Records supplied ::
..........
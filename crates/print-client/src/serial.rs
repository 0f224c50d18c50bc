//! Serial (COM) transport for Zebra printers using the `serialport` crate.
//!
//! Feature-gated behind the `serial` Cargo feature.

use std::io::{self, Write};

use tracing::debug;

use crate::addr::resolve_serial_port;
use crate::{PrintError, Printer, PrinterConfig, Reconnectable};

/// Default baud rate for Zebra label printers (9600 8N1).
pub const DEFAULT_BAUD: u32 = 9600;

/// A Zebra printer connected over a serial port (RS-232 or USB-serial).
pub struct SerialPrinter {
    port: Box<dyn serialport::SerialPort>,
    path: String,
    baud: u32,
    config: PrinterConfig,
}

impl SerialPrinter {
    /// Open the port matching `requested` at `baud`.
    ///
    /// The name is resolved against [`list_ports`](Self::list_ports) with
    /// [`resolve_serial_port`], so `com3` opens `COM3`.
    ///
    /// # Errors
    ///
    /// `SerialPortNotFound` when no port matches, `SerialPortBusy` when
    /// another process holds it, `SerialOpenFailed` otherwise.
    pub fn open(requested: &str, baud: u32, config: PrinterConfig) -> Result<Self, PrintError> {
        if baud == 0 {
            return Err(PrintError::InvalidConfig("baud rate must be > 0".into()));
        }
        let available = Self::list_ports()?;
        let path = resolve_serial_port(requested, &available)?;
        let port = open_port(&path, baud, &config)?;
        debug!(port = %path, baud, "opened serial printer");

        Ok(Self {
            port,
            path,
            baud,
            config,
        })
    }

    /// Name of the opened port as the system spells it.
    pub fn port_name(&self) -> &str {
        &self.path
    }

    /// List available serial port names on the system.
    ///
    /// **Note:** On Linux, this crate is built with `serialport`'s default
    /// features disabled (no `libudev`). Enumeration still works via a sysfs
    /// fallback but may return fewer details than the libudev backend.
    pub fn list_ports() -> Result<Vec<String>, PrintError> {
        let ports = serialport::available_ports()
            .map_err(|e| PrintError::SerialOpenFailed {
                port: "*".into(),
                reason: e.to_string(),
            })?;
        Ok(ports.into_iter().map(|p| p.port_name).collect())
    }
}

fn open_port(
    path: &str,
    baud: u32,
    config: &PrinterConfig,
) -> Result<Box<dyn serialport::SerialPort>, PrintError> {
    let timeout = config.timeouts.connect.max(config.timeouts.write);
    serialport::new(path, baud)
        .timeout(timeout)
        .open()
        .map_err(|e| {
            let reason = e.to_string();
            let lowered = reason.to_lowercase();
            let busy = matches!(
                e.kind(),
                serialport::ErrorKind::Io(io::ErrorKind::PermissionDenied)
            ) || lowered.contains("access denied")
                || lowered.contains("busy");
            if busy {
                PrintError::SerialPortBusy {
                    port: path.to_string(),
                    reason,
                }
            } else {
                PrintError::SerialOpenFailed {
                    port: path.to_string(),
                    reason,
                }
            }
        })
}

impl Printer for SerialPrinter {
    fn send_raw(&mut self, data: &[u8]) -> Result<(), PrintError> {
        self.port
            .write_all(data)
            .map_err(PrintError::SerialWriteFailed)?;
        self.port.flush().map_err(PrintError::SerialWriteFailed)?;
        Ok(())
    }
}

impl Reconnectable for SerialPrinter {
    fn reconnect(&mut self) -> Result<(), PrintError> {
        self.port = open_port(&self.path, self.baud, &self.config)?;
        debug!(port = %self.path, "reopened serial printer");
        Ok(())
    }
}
..........
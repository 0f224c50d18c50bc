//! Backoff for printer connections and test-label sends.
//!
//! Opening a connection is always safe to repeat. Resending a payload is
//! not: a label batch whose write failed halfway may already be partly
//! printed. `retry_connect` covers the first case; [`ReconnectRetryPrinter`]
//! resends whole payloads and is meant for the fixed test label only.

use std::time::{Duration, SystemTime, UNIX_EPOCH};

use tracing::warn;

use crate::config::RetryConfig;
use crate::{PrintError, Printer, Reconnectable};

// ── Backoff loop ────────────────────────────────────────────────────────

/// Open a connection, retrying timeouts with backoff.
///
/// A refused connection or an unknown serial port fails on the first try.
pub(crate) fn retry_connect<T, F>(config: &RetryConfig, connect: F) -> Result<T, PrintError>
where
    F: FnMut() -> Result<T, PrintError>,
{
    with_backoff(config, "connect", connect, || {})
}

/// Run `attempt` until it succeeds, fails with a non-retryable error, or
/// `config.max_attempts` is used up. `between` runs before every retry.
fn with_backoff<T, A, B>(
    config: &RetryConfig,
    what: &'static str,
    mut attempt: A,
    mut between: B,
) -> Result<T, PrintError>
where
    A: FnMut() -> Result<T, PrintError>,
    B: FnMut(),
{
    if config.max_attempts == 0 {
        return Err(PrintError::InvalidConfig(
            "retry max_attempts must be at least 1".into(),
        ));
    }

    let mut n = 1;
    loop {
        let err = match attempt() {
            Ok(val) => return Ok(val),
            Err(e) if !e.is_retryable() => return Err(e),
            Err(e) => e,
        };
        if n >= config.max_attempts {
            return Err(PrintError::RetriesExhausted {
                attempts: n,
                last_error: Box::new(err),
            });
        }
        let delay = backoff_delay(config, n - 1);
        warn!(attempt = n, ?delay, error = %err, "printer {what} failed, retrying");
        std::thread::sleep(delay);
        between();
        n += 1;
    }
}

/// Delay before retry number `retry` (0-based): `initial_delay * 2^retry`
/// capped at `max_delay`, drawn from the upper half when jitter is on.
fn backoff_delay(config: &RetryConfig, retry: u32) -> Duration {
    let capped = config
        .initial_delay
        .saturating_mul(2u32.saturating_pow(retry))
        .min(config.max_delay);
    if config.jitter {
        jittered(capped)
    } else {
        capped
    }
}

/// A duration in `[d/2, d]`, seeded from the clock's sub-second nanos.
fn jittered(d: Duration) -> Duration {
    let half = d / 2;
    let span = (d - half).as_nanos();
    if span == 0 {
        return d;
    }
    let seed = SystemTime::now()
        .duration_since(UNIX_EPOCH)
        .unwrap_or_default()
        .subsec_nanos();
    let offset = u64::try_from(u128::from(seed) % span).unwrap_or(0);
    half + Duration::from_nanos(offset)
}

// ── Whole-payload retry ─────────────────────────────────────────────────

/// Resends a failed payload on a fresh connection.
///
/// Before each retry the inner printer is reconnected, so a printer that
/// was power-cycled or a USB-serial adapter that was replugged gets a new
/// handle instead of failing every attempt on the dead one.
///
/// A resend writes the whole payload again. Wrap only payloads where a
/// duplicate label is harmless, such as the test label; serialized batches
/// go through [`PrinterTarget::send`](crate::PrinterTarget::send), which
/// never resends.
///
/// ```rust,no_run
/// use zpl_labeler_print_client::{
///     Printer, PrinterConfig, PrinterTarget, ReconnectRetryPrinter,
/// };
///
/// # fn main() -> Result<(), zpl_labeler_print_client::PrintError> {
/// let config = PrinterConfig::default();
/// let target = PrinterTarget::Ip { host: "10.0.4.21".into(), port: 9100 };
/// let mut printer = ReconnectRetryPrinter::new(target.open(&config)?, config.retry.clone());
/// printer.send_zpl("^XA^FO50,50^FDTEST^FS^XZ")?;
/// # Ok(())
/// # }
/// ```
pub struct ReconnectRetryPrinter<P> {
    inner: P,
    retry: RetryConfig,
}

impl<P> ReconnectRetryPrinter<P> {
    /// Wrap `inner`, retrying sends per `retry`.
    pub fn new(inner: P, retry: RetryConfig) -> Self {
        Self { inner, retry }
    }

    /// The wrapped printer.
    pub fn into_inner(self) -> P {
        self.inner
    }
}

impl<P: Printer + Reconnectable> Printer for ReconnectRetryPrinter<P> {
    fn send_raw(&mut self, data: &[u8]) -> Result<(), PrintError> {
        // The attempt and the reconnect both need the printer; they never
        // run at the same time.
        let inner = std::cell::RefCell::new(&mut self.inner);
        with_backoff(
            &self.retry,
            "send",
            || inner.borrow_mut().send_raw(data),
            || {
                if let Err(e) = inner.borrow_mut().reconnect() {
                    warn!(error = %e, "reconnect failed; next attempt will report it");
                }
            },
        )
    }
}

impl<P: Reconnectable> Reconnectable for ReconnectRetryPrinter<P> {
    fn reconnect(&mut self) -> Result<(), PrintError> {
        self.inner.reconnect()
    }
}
..........
Assignment :: If a line in the records contains "printers", report it.

Solution ::
//! Serial (COM) transport for Zebra printers using the `serialport` crate.
/// Default baud rate for Zebra label printers (9600 8N1).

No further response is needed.